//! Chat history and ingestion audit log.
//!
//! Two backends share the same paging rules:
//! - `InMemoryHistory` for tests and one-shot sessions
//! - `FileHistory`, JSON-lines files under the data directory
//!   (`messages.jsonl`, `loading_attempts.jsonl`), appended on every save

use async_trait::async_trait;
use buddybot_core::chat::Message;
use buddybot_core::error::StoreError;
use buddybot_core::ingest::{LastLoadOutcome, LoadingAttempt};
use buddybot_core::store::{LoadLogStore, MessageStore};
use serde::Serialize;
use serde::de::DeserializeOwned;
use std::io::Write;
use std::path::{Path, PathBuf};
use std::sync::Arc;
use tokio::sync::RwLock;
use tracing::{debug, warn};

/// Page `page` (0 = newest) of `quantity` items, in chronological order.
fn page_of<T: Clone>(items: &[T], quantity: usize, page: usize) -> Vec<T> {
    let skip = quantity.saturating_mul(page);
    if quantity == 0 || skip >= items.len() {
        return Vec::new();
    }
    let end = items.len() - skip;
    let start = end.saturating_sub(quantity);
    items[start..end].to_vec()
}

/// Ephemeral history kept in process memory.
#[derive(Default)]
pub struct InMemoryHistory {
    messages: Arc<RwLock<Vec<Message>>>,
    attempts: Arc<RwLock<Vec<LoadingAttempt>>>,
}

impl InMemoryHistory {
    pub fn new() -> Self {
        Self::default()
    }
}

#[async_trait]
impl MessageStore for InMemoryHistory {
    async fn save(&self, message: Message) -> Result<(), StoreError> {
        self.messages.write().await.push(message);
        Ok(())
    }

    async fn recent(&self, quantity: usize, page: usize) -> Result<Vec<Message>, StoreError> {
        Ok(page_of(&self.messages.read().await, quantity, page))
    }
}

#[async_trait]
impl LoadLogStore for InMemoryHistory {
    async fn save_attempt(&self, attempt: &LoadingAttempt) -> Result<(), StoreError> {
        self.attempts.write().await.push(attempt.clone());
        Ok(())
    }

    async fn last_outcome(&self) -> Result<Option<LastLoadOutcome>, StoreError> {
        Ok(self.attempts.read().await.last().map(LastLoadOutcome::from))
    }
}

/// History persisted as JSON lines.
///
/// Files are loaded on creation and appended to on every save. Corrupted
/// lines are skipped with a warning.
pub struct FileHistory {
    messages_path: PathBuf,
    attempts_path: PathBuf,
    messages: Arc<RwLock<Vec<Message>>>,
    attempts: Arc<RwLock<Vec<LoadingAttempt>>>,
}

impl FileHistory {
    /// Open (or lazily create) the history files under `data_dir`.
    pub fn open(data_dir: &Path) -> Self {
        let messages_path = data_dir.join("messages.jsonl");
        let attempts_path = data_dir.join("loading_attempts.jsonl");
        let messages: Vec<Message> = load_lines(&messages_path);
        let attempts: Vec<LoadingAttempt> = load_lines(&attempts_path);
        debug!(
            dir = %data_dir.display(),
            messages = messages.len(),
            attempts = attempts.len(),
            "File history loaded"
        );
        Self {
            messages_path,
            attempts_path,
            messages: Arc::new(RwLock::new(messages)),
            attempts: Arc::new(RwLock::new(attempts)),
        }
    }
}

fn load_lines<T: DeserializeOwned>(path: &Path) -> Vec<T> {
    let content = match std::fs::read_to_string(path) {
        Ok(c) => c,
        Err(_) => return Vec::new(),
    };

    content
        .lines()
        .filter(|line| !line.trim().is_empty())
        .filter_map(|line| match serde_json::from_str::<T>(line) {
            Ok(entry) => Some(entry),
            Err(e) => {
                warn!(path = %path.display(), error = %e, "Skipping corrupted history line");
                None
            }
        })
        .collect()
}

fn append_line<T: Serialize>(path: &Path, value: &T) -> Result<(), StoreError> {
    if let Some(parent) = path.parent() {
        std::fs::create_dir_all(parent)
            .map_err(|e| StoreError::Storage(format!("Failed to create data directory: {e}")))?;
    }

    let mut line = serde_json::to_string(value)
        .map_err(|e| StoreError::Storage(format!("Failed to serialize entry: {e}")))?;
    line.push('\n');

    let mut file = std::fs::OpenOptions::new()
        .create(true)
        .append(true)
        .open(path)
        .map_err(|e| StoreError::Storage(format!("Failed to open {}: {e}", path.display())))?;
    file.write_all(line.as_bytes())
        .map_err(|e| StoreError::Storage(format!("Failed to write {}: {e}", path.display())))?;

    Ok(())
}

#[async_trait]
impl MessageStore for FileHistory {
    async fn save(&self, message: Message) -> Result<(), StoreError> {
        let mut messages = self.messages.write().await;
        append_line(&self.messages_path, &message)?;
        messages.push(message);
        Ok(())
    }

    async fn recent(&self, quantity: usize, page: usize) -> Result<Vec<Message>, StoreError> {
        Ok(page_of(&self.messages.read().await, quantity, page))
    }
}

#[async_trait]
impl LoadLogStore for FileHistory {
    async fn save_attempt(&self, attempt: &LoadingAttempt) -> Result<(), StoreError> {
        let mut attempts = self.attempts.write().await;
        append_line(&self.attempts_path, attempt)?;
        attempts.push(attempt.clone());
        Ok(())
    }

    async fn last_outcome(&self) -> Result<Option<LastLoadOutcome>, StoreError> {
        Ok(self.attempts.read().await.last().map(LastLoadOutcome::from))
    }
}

+===+

Copy each line of the data that contains the word "appended".

//!   (`messages.jsonl`, `loading_attempts.jsonl`), appended on every save
/// Files are loaded on creation and appended to on every save. Corrupted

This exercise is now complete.